Exporting software strings
Exporting strings should be a straightforward process. But it isn’t. Certain formats are preferred, while others should be avoided. Examples of go-to formats: XML, YAML, JSON. They are structured, predictable, easily parsable, and relatively easy to find patterns within the code, which reduces problems resulting from translation into different wordpress web design agency languages. Examples of formats to avoid: TXT, CSV, Mixed code. A CSV export, for example, can become a nightmare. Delimiter characters like semicolons are necessary as linguistic tools. It is virtually impossible to algorithmically distinguish between a semicolon that is used as a code break vs. a semicolon that is used as a linguistic tool. This creates hundreds of false positives that need to be checked during the QA process, as well as problems during code reimportation, etc. With mixed code, for example, we are referring to XML with JSON in it as an example, which adds complexity to the parsing and segmentation process. Coding is also a critical point:
Each of these coding frameworks will have ramifications on the localization process , including character mismatches depending on the languages covered.
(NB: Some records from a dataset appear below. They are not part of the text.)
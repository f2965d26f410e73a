//! Position validation at the wire boundary.
//!
//! Exchange and persisted snapshots arrive as loosely typed JSON; numeric
//! fields may be numbers, numeric strings, empty strings or `"NaN"`. Nothing
//! reaches a typed [`PositionUpdate`] without passing through here.

use rust_decimal::Decimal;
use serde::{Deserialize, Serialize};
use serde_json::Value;

use futbot_core::{parse_wire_decimal, Position, PositionSide, Price, Size, TakeProfit};

use crate::error::{PositionError, PositionResult, ValidationError};

/// Untrusted position snapshot as received from WebSocket or storage.
#[derive(Debug, Clone, Default, PartialEq, Serialize, Deserialize)]
#[serde(rename_all = "camelCase")]
pub struct PositionSnapshot {
    #[serde(default)]
    pub id: Value,
    #[serde(default)]
    pub symbol: Value,
    #[serde(default)]
    pub side: Value,
    #[serde(default)]
    pub entry_price: Value,
    #[serde(default)]
    pub quantity: Value,
    #[serde(default, rename = "unrealizedPnL", alias = "unrealizedPnl")]
    pub unrealized_pnl: Value,
    #[serde(default)]
    pub leverage: Value,
    #[serde(default)]
    pub margin_used: Value,
    #[serde(default)]
    pub stop_loss: Value,
    #[serde(default)]
    pub take_profits: Value,
}

impl PositionSnapshot {
    /// Parse a raw JSON value, rejecting null and non-object payloads.
    pub fn from_value(value: Value) -> Result<Self, ValidationError> {
        match value {
            Value::Null => Err(single("position is null")),
            Value::Object(_) => serde_json::from_value(value)
                .map_err(|e| single(&format!("position is malformed: {e}"))),
            other => Err(single(&format!("position is not an object (got {other})"))),
        }
    }
}

/// Typed, validated position fields.
#[derive(Debug, Clone, PartialEq, Eq)]
pub struct PositionUpdate {
    pub id: String,
    pub symbol: String,
    pub side: Option<PositionSide>,
    pub entry_price: Price,
    pub quantity: Size,
    pub unrealized_pnl: Decimal,
    pub leverage: Option<Decimal>,
}

fn single(message: &str) -> ValidationError {
    ValidationError {
        violations: vec![message.to_string()],
    }
}

fn non_empty_str(value: &Value) -> Option<&str> {
    value.as_str().map(str::trim).filter(|s| !s.is_empty())
}

fn describe(value: &Value) -> String {
    match value {
        Value::Null => "missing".to_string(),
        Value::String(s) if s.is_empty() => "empty string".to_string(),
        other => other.to_string(),
    }
}

/// Validate a snapshot before monitoring trusts it.
///
/// Collects every violation instead of stopping at the first. Callers treat
/// an error as fatal for the triggering operation.
pub fn validate_for_monitoring(snapshot: &PositionSnapshot) -> Result<(), ValidationError> {
    let mut violations = Vec::new();

    if non_empty_str(&snapshot.id).is_none() {
        violations.push(format!("id must be a non-empty string (got {})", describe(&snapshot.id)));
    }
    if non_empty_str(&snapshot.symbol).is_none() {
        violations.push(format!(
            "symbol must be a non-empty string (got {})",
            describe(&snapshot.symbol)
        ));
    }

    for (name, value) in [
        ("entryPrice", &snapshot.entry_price),
        ("quantity", &snapshot.quantity),
        ("unrealizedPnL", &snapshot.unrealized_pnl),
        ("leverage", &snapshot.leverage),
    ] {
        if parse_wire_decimal(value).is_none() {
            violations.push(format!("{name} must be a finite number (got {})", describe(value)));
        }
    }

    if !snapshot.take_profits.is_array() {
        violations.push(format!(
            "takeProfits must be an array (got {})",
            describe(&snapshot.take_profits)
        ));
    }

    match &snapshot.stop_loss {
        Value::Null => {}
        Value::Object(sl) => {
            if let Some(price) = sl.get("price") {
                if parse_wire_decimal(price).is_none() {
                    violations.push(format!(
                        "stopLoss.price must be a finite number (got {})",
                        describe(price)
                    ));
                }
            }
        }
        other => violations.push(format!("stopLoss must be an object (got {other})")),
    }

    if !snapshot.side.is_null() {
        let valid = matches!(snapshot.side.as_str(), Some("LONG") | Some("SHORT"));
        if !valid {
            violations.push(format!(
                "side must be LONG or SHORT (got {})",
                describe(&snapshot.side)
            ));
        }
    }

    if violations.is_empty() {
        Ok(())
    } else {
        Err(ValidationError { violations })
    }
}

/// Backfill `unrealizedPnL` and `marginUsed` on legacy snapshots that lack them.
///
/// Only missing (null) fields are filled; present but corrupt values are left
/// for [`validate_for_monitoring`] to reject.
pub fn fill_missing_fields(snapshot: &mut PositionSnapshot, current_price: Price) {
    let entry = parse_wire_decimal(&snapshot.entry_price);
    let quantity = parse_wire_decimal(&snapshot.quantity);
    let (Some(entry), Some(quantity)) = (entry, quantity) else {
        return;
    };

    if snapshot.unrealized_pnl.is_null() {
        let side = snapshot
            .side
            .as_str()
            .and_then(PositionSide::parse)
            .unwrap_or(PositionSide::Long);
        let pnl = (current_price.inner() - entry) * quantity * side.sign();
        snapshot.unrealized_pnl = Value::String(pnl.to_string());
    }

    if snapshot.margin_used.is_null() {
        let leverage = parse_wire_decimal(&snapshot.leverage)
            .filter(|l| *l > Decimal::ZERO)
            .unwrap_or(Decimal::ONE);
        snapshot.margin_used = Value::String((entry * quantity / leverage).to_string());
    }
}

/// Checks applied to a WebSocket position frame before it is synced.
///
/// Stricter than monitoring on the numerics (entry and quantity must be
/// positive) and lenient on the rest: a missing PnL reads as zero.
pub fn validate_ws_update(snapshot: &PositionSnapshot) -> Result<PositionUpdate, ValidationError> {
    let mut violations = Vec::new();

    let id = non_empty_str(&snapshot.id);
    if id.is_none() {
        violations.push(format!("id must be a non-empty string (got {})", describe(&snapshot.id)));
    }
    let symbol = non_empty_str(&snapshot.symbol);
    if symbol.is_none() {
        violations.push(format!(
            "symbol must be a non-empty string (got {})",
            describe(&snapshot.symbol)
        ));
    }

    let entry = parse_wire_decimal(&snapshot.entry_price).filter(|p| *p > Decimal::ZERO);
    if entry.is_none() {
        violations.push(format!(
            "entryPrice must be a finite positive number (got {})",
            describe(&snapshot.entry_price)
        ));
    }
    let quantity = parse_wire_decimal(&snapshot.quantity).filter(|q| *q > Decimal::ZERO);
    if quantity.is_none() {
        violations.push(format!(
            "quantity must be a finite positive number (got {})",
            describe(&snapshot.quantity)
        ));
    }

    let unrealized_pnl = if snapshot.unrealized_pnl.is_null() {
        Some(Decimal::ZERO)
    } else {
        parse_wire_decimal(&snapshot.unrealized_pnl)
    };
    if unrealized_pnl.is_none() {
        violations.push(format!(
            "unrealizedPnL must be a finite number (got {})",
            describe(&snapshot.unrealized_pnl)
        ));
    }

    match (id, symbol, entry, quantity, unrealized_pnl) {
        (Some(id), Some(symbol), Some(entry), Some(quantity), Some(pnl))
            if violations.is_empty() =>
        {
            Ok(PositionUpdate {
                id: id.to_string(),
                symbol: symbol.to_string(),
                side: snapshot.side.as_str().and_then(PositionSide::parse),
                entry_price: Price::new(entry),
                quantity: Size::new(quantity),
                unrealized_pnl: pnl,
                leverage: parse_wire_decimal(&snapshot.leverage),
            })
        }
        _ => Err(ValidationError { violations }),
    }
}

/// Build a tracked position from an exchange snapshot, e.g. one found open
/// at startup.
///
/// The snapshot must pass [`validate_for_monitoring`] and carry a side and a
/// stop-loss price; the TP ladder comes from the caller's strategy.
pub fn adopt_position(
    snapshot: &PositionSnapshot,
    take_profits: Vec<TakeProfit>,
    opened_at: u64,
) -> PositionResult<Position> {
    validate_for_monitoring(snapshot)?;

    let symbol = non_empty_str(&snapshot.symbol).unwrap_or_default();
    let side = snapshot
        .side
        .as_str()
        .and_then(PositionSide::parse)
        .ok_or_else(|| PositionError::InvalidState(format!("{symbol}: position side is missing")))?;
    let stop_loss = snapshot
        .stop_loss
        .get("price")
        .and_then(parse_wire_decimal)
        .filter(|p| *p > Decimal::ZERO)
        .ok_or_else(|| PositionError::InvalidState(format!("{symbol}: stop-loss price is missing")))?;
    let entry = parse_wire_decimal(&snapshot.entry_price).unwrap_or_default();
    let quantity = parse_wire_decimal(&snapshot.quantity).unwrap_or_default();
    if entry <= Decimal::ZERO || quantity <= Decimal::ZERO {
        return Err(PositionError::InvalidState(format!(
            "{symbol}: entry price and quantity must be positive"
        )));
    }
    let leverage = parse_wire_decimal(&snapshot.leverage).unwrap_or(Decimal::ONE);

    let mut position = Position::open(
        symbol,
        side,
        Price::new(entry),
        Size::new(quantity),
        leverage,
        Price::new(stop_loss),
        take_profits,
        opened_at,
    );
    if let Some(pnl) = parse_wire_decimal(&snapshot.unrealized_pnl) {
        position.unrealized_pnl = pnl;
    }
    Ok(position)
}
Improving analysis and segmentation strategies
If you’ve followed the best practices outlined above, your parsing and segmentation strategies will be process optimizers. If you haven’t already, parsing and segmentation will become process enablers. As process optimizers, a well-tuned segmentation strategy will ensure that content is fed into your translation management system in a way that is friendly to translators and reviewers. This is where you can ensure that variables are protected, any remaining code is protected, and that text is broken down in ways that make sense for the translation process. If you haven’t done your homework, this is where things can get crazy. Either because it’s simply impossible to create enough parsing to protect the code and variables, or because it will require an insane level of effort to write enough regular expressions to make the content more translation-friendly. Either way, this is a crucial step. If you change your parsing and segmentation strategy over time, you will experience a loss of translation memory leverage, which will create extra costs and complexity in the process. It may not seem like a big deal until it blows up in your face. Let’s say, for example, that your full software is 100,000 words long and you’re translating it into 10 languages and your average cost per word is $0.15. Let’s say you’ve translated your software , but are now iterating on your analytics strategy, but this will cause a 10% loss in leverage (which might be an expected result of a small change in analytics), that’s $15,000 lost right off the bat, not to mention the extra time required and other ramifications.